Known Issues Iceberg

Learn about the known issues in Iceberg, the impact or changes to the functionality, and the workaround.

Concurrent compactions and modify statements can corrupt Iceberg tables
Hive or Impala DELETE/UPDATE/MERGE operations on Iceberg V2 tables can corrupt the tables if there is a concurrent table compaction from Spark. The issue happens if the compaction and modify statement runs in parallel, and if the compaction job commits before the modify statement. In that case the modify statement’s position delete files still point to the old files. The results in the case of DELETE and in the case of UPDATE / MERGE are as follows:
  • DELETE

    Delete records pointing to old files have no effect.

  • UPDATE / MERGE

    Delete records pointing to old files have no effect. The table will also have the newly added data records, which means rewritten records will still be active.
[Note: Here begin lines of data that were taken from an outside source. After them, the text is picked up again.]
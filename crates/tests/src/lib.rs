//! # Integration Tests
//!
//! Cross-crate tests over real JSON Lines files.
//!
//! Covers:
//! - Contract snapshots (config and record wire shape)
//! - End-to-end realignment: JsonlSource -> Realigner -> JsonlSink

#[cfg(test)]
mod contract_tests {
    use config_loader::{ConfigFormat, ConfigLoader};
    use contracts::{Payload, RealignConfig, Record, Timestamp};

    #[test]
    fn test_default_config_survives_toml() {
        let rendered = ConfigLoader::to_toml(&RealignConfig::default()).unwrap();
        let parsed = ConfigLoader::load_from_str(&rendered, ConfigFormat::Toml).unwrap();
        assert_eq!(parsed, RealignConfig::default());
    }

    #[test]
    fn test_record_wire_shape() {
        let line = r#"{"channel":"/hose/scan","arrival_time":700,"payload":{"kind":"stamped","header":{"stamp":100}}}"#;
        let record: Record = serde_json::from_str(line).unwrap();
        assert_eq!(record.channel, "/hose/scan");
        assert_eq!(record.arrival_time, Timestamp(700));
        assert_eq!(record.payload.header_stamp(), Some(Timestamp(100)));
        assert!(matches!(record.payload, Payload::Stamped { .. }));
    }
}

#[cfg(test)]
mod e2e_tests {
    use std::path::{Path, PathBuf};

    use config_loader::ConfigLoader;
    use contracts::{
        ClockOffset, ContractError, Family, Header, LogSource, Payload, RealignConfig, Record,
        Timestamp, TransformStamped,
    };
    use log_store::{JsonlSink, JsonlSource};
    use observability::RealignMetricsAggregator;
    use realigner::{RealignReport, Realigner};
    use serde_json::json;
    use tempfile::{tempdir, TempDir};

    fn stamped(channel: &str, stamp: i64, arrival: i64) -> Record {
        Record::new(channel, Timestamp(arrival), Payload::stamped(Timestamp(stamp)))
    }

    fn tf(arrival: i64, transforms: Vec<TransformStamped>) -> Record {
        Record::new("/tf", Timestamp(arrival), Payload::Transforms { transforms })
    }

    fn write_log(dir: &TempDir, name: &str, records: &[Record]) -> PathBuf {
        use contracts::LogSink;

        let path = dir.path().join(name);
        let mut sink = JsonlSink::create(&path).unwrap();
        for record in records {
            sink.write(record).unwrap();
        }
        sink.close().unwrap();
        path
    }

    fn read_log(path: &Path) -> Vec<Record> {
        JsonlSource::open(path)
            .unwrap()
            .records()
            .unwrap()
            .map(Result::unwrap)
            .collect()
    }

    /// Realign `input` into `prefix` + its file name, next to it
    fn realign_file(
        realigner: &Realigner,
        input: &Path,
    ) -> (PathBuf, Result<RealignReport, ContractError>) {
        let mut name = realigner.config().output_prefix.clone();
        name.push_str(&input.file_name().unwrap().to_string_lossy());
        let output = input.with_file_name(name);

        let source = JsonlSource::open(input).unwrap();
        let result = realigner.realign_with(&source, |_| JsonlSink::create(&output));
        (output, result)
    }

    fn stamps(records: &[Record]) -> Vec<i64> {
        records
            .iter()
            .filter_map(|r| r.payload.header_stamp())
            .map(Timestamp::as_nanos)
            .collect()
    }

    #[test]
    fn test_e2e_scenario() {
        let dir = tempdir().unwrap();
        let input = write_log(
            &dir,
            "run1.jsonl",
            &[
                stamped("hose", 100, 700),
                stamped("shoot", 50, 900),
                stamped("hose", 110, 710),
            ],
        );

        let (output, result) = realign_file(&Realigner::default(), &input);
        let report = result.unwrap();

        assert_eq!(output, dir.path().join("new_run1.jsonl"));
        assert_eq!(report.offsets.offset(Family::Hose), ClockOffset(600));
        assert_eq!(report.offsets.offset(Family::Shoot), ClockOffset(850));
        assert_eq!(report.stats.total, 3);

        let out = read_log(&output);
        assert_eq!(stamps(&out), vec![700, 900, 710]);
        let arrivals: Vec<i64> = out.iter().map(|r| r.arrival_time.as_nanos()).collect();
        assert_eq!(arrivals, vec![700, 900, 710]);

        // Input untouched
        assert_eq!(stamps(&read_log(&input)), vec![100, 50, 110]);
    }

    #[test]
    fn test_e2e_mixed_log() {
        let dir = tempdir().unwrap();
        let odom = Record::new(
            "/odom",
            Timestamp(800),
            Payload::Stamped {
                header: Header {
                    stamp: Timestamp(3),
                    frame_id: "odom".to_string(),
                    ..Header::default()
                },
                body: json!({ "pose": { "x": 1.5, "y": -2.0 }, "covariance": [0.1, 0.2] }),
            },
        );
        let records = vec![
            stamped("/hose/scan", 400, 1000),
            odom.clone(),
            tf(
                1200,
                vec![
                    TransformStamped::identity("hose_tip", Timestamp(10)),
                    TransformStamped::identity("hose_tip", Timestamp(20)),
                    TransformStamped::identity("hose_tip", Timestamp(30)),
                ],
            ),
            tf(1300, Vec::new()),
            stamped("/shooter/cam", 0, 2000),
            Record::new(
                "/diagnostics",
                Timestamp(2100),
                Payload::Unstamped {
                    body: json!("ok"),
                },
            ),
            stamped("/hose/scan", 500, 1100),
        ];
        let input = write_log(&dir, "mixed.jsonl", &records);

        let (output, result) = realign_file(&Realigner::default(), &input);
        let report = result.unwrap();
        let out = read_log(&output);

        assert_eq!(out.len(), records.len());
        let channels: Vec<&str> = out.iter().map(|r| r.channel.as_str()).collect();
        let expected: Vec<&str> = records.iter().map(|r| r.channel.as_str()).collect();
        assert_eq!(channels, expected);

        // Unclassified records are identical
        assert_eq!(out[1], odom);
        assert_eq!(out[3], records[3]);
        assert_eq!(out[5], records[5]);

        // Every sub-transform shifted by the hose offset
        let tf_stamps: Vec<i64> = out[2]
            .payload
            .transforms()
            .unwrap()
            .iter()
            .map(|t| t.header.stamp.as_nanos())
            .collect();
        assert_eq!(tf_stamps, vec![610, 620, 630]);

        assert_eq!(out[4].payload.header_stamp(), Some(Timestamp(2000)));
        assert_eq!(out[6].payload.header_stamp(), Some(Timestamp(1100)));
        for (before, after) in records.iter().zip(&out) {
            assert_eq!(before.arrival_time, after.arrival_time);
        }

        assert_eq!(report.stats.shifted_hose, 3);
        assert_eq!(report.stats.shifted_shoot, 1);
        assert_eq!(report.stats.passed_through, 3);
        assert_eq!(report.stats.transforms_shifted, 3);
    }

    #[test]
    fn test_e2e_output_bytes() {
        let dir = tempdir().unwrap();
        let input = dir.path().join("bytes.jsonl");
        let lines = [
            r#"{"channel":"/hose/scan","arrival_time":1000,"payload":{"kind":"stamped","header":{"seq":1,"stamp":400,"frame_id":"hose_laser"},"body":{"ranges":[1.5,2.25],"angle_min":-1}},"conn":2}"#,
            r#"{"channel":"/odom","arrival_time":1100,"payload":{"kind":"stamped","header":{"stamp":1,"frame_id":"odom","seq":7},"body":{"y":1,"x":0,"big":123456789012345678901234}}}"#,
            r#"{"channel":"/shoot/cam","arrival_time":2000,"payload":{"kind":"stamped","header":{"stamp":0}}}"#,
            r#"{"channel":"/diagnostics", "arrival_time":2100,"payload":{"kind":"unstamped","body":"ok"}}"#,
        ];
        std::fs::write(&input, lines.join("\n") + "\n").unwrap();

        let (output, result) = realign_file(&Realigner::default(), &input);
        result.unwrap();

        let written = std::fs::read_to_string(&output).unwrap();
        let out: Vec<&str> = written.lines().collect();
        assert_eq!(out.len(), 4);

        // Unclassified records are copied verbatim
        assert_eq!(out[1], lines[1]);
        assert_eq!(out[3], lines[3]);

        // Shifted records keep unknown keys and key order
        assert_eq!(
            out[0],
            r#"{"channel":"/hose/scan","arrival_time":1000,"payload":{"kind":"stamped","header":{"stamp":1000,"frame_id":"hose_laser","seq":1},"body":{"ranges":[1.5,2.25],"angle_min":-1}},"conn":2}"#
        );
        assert_eq!(
            out[2],
            r#"{"channel":"/shoot/cam","arrival_time":2000,"payload":{"kind":"stamped","header":{"stamp":2000}}}"#
        );
    }

    #[test]
    fn test_e2e_missing_clock_leaves_no_output() {
        let dir = tempdir().unwrap();
        let input = write_log(
            &dir,
            "hose_only.jsonl",
            &[stamped("/hose/scan", 100, 700), stamped("/odom", 1, 800)],
        );

        let (output, result) = realign_file(&Realigner::default(), &input);

        match result {
            Err(ContractError::MissingClock { missing, .. }) => {
                assert_eq!(missing, vec![Family::Shoot]);
            }
            other => panic!("expected MissingClock, got {other:?}"),
        }
        assert!(!output.exists());
        assert!(!dir.path().join("new_hose_only.jsonl.partial").exists());
    }

    #[test]
    fn test_e2e_decode_error_leaves_no_output() {
        let dir = tempdir().unwrap();
        let input = dir.path().join("broken.jsonl");
        let good = [
            stamped("/hose", 1, 2),
            stamped("/shoot", 1, 2),
        ]
        .iter()
        .map(|r| serde_json::to_string(r).unwrap())
        .collect::<Vec<_>>()
        .join("\n");
        std::fs::write(&input, format!("{good}\n{{truncated\n")).unwrap();

        let (output, result) = realign_file(&Realigner::default(), &input);

        assert!(matches!(
            result,
            Err(ContractError::RecordDecode { line: 3, .. })
        ));
        assert!(!output.exists());
        assert!(!dir.path().join("new_broken.jsonl.partial").exists());
    }

    #[test]
    fn test_e2e_config_file() {
        let dir = tempdir().unwrap();
        let config_path = dir.path().join("realign.toml");
        std::fs::write(
            &config_path,
            r#"
transform_channel = "/tf_static"
output_prefix = "aligned_"

[families]
hose = "nozzle"
shoot = "trigger"
"#,
        )
        .unwrap();
        let config: RealignConfig = ConfigLoader::load_from_path(&config_path).unwrap();

        let input = write_log(
            &dir,
            "custom.jsonl",
            &[
                stamped("/nozzle/flow", 10, 100),
                stamped("/hose/scan", 0, 0),
                Record::new(
                    "/tf_static",
                    Timestamp(500),
                    Payload::Transforms {
                        transforms: vec![TransformStamped::identity("trigger_arm", Timestamp(300))],
                    },
                ),
            ],
        );

        let (output, result) = realign_file(&Realigner::new(config), &input);
        let report = result.unwrap();

        assert_eq!(output, dir.path().join("aligned_custom.jsonl"));
        assert_eq!(report.offsets.offset(Family::Hose), ClockOffset(90));
        assert_eq!(report.offsets.offset(Family::Shoot), ClockOffset(200));
        assert_eq!(report.stats.passed_through, 1);

        let out = read_log(&output);
        assert_eq!(out[1], stamped("/hose/scan", 0, 0));
    }

    #[test]
    fn test_e2e_multiple_inputs_aggregate() {
        let dir = tempdir().unwrap();
        let realigner = Realigner::default();
        let mut aggregator = RealignMetricsAggregator::new();

        for (name, hose_arrival) in [("a.jsonl", 700), ("b.jsonl", 900)] {
            let input = write_log(
                &dir,
                name,
                &[stamped("/hose", 100, hose_arrival), stamped("/shoot", 0, 50)],
            );
            let (_, result) = realign_file(&realigner, &input);
            aggregator.update(&result.unwrap());
        }

        assert_eq!(aggregator.inputs, 2);
        assert_eq!(aggregator.totals.total, 4);
        let hose = aggregator.offset_summary(Family::Hose);
        assert_eq!(hose.count, 2);
        assert!((hose.mean - 700e-9).abs() < 1e-15);
        assert!(aggregator.to_string().contains("Inputs: 2"));
    }
}
//! JSON Lines log container
//!
//! One `Record` per line. Blank lines are ignored on read. Every record read
//! keeps its source line, and the sink writes a record that still carries it
//! back verbatim, so unmodified records round-trip byte for byte.
//!
//! ```text
//! {"channel":"/hose/scan","arrival_time":700,"payload":{"kind":"stamped","header":{"stamp":100}}}
//! {"channel":"/tf","arrival_time":705,"payload":{"kind":"transforms","transforms":[...]}}
//! ```

use std::fs::{self, File};
use std::io::{BufRead, BufReader, BufWriter, Lines, Write};
use std::path::{Path, PathBuf};

use contracts::{ContractError, LogSink, LogSource, Record, RecordStream};
use serde_json::value::RawValue;
use tracing::{debug, instrument, warn};

const PARTIAL_SUFFIX: &str = ".partial";

/// Replayable JSONL source
#[derive(Debug, Clone)]
pub struct JsonlSource {
    name: String,
    path: PathBuf,
}

impl JsonlSource {
    /// Open a JSONL log
    ///
    /// # Errors
    /// Returns an IO error if `path` does not exist or is not a file.
    pub fn open(path: impl AsRef<Path>) -> Result<Self, ContractError> {
        let path = path.as_ref();
        let metadata = fs::metadata(path)?;
        if !metadata.is_file() {
            return Err(ContractError::Io(std::io::Error::new(
                std::io::ErrorKind::InvalidInput,
                format!("{} is not a file", path.display()),
            )));
        }

        Ok(Self {
            name: path.display().to_string(),
            path: path.to_path_buf(),
        })
    }
}

impl LogSource for JsonlSource {
    fn name(&self) -> &str {
        &self.name
    }

    fn records(&self) -> Result<RecordStream<'_>, ContractError> {
        let file = File::open(&self.path)?;
        debug!(source = %self.name, "Opened JSONL pass");
        Ok(Box::new(JsonlRecords {
            source_name: &self.name,
            lines: BufReader::new(file).lines(),
            line: 0,
        }))
    }
}

struct JsonlRecords<'a> {
    source_name: &'a str,
    lines: Lines<BufReader<File>>,
    line: u64,
}

impl Iterator for JsonlRecords<'_> {
    type Item = Result<Record, ContractError>;

    fn next(&mut self) -> Option<Self::Item> {
        loop {
            let line = self.lines.next()?;
            self.line += 1;

            let line = match line {
                Ok(line) => line,
                Err(e) => return Some(Err(e.into())),
            };
            if line.trim().is_empty() {
                continue;
            }

            return Some(decode_line(line).map_err(|e| {
                ContractError::record_decode(self.source_name, self.line, e.to_string())
            }));
        }
    }
}

fn decode_line(line: String) -> Result<Record, serde_json::Error> {
    let raw = RawValue::from_string(line)?;
    let record: Record = serde_json::from_str(raw.get())?;
    Ok(record.with_raw(raw))
}

/// JSONL sink
///
/// Writes into `<path>.partial` and moves it onto `path` on `close`, so the
/// final path only ever holds a complete log. A sink dropped without
/// `close` removes its partial file.
#[derive(Debug)]
pub struct JsonlSink {
    name: String,
    path: PathBuf,
    partial_path: PathBuf,
    writer: Option<BufWriter<File>>,
    written: u64,
}

impl JsonlSink {
    /// Create the sink for `path`
    pub fn create(path: impl AsRef<Path>) -> Result<Self, ContractError> {
        let path = path.as_ref().to_path_buf();
        let partial_path = partial_path_for(&path);
        let file = File::create(&partial_path)?;

        debug!(path = %path.display(), partial = %partial_path.display(), "JSONL sink created");

        Ok(Self {
            name: path.display().to_string(),
            path,
            partial_path,
            writer: Some(BufWriter::new(file)),
            written: 0,
        })
    }

    /// Records written so far
    pub fn written(&self) -> u64 {
        self.written
    }

    /// Sync the partial file and move it onto the final path
    fn finish(&self, writer: BufWriter<File>) -> Result<(), ContractError> {
        let file = writer
            .into_inner()
            .map_err(|e| ContractError::sink_write(&self.name, e.error().to_string()))?;
        file.sync_all()?;
        drop(file);
        fs::rename(&self.partial_path, &self.path)?;
        Ok(())
    }
}

impl LogSink for JsonlSink {
    fn name(&self) -> &str {
        &self.name
    }

    fn write(&mut self, record: &Record) -> Result<(), ContractError> {
        let Self {
            name,
            writer,
            written,
            ..
        } = self;
        let writer = writer.as_mut().ok_or_else(|| ContractError::SinkClosed {
            sink_name: name.clone(),
        })?;

        match record.raw() {
            Some(raw) => writer
                .write_all(raw.get().as_bytes())
                .map_err(|e| ContractError::sink_write(name.as_str(), e.to_string()))?,
            None => serde_json::to_writer(&mut *writer, record).map_err(|e| {
                ContractError::RecordEncode {
                    channel: record.channel.clone(),
                    message: e.to_string(),
                }
            })?,
        }
        writer
            .write_all(b"\n")
            .map_err(|e| ContractError::sink_write(name.as_str(), e.to_string()))?;
        *written += 1;
        Ok(())
    }

    fn flush(&mut self) -> Result<(), ContractError> {
        if let Some(writer) = self.writer.as_mut() {
            writer
                .flush()
                .map_err(|e| ContractError::sink_write(&self.name, e.to_string()))?;
        }
        Ok(())
    }

    #[instrument(name = "jsonl_sink_close", skip(self), fields(sink = %self.name))]
    fn close(&mut self) -> Result<(), ContractError> {
        let Some(writer) = self.writer.take() else {
            return Ok(());
        };

        if let Err(e) = self.finish(writer) {
            warn!(error = %e, "JSONL sink close failed, discarding output");
            let _ = fs::remove_file(&self.partial_path);
            return Err(e);
        }

        debug!(records = self.written, "JSONL sink closed");
        Ok(())
    }
}

impl Drop for JsonlSink {
    fn drop(&mut self) {
        if self.writer.take().is_some() {
            warn!(sink = %self.name, "JSONL sink dropped before close, discarding output");
            let _ = fs::remove_file(&self.partial_path);
        }
    }
}

fn partial_path_for(path: &Path) -> PathBuf {
    let mut name = path.file_name().unwrap_or_default().to_os_string();
    name.push(PARTIAL_SUFFIX);
    path.with_file_name(name)
}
Use one of the following workarounds:
  • Do not run compactions and DELETE/UPDATE/MERGE statements in parallel.
  • Do not compact the table via Iceberg’s RewriteFiles operation. For example do not use Spark’s rewriteDataFiles.
CDPD-57551: Performance issue can occur on reads after writes of Iceberg tables
Hive might generate too many small files, which causes performance degradation.
Maintain a relatively small number of data files under the iceberg table/partition directory to have efficient reads. To alleviate poor performance caused by too many small files, run the following queries:
TRUNCATE TABLE target;
INSERT OVERWRITE TABLE target select * from target FOR SYSTEM_VERSION AS OF <preTruncateSnapshotId>;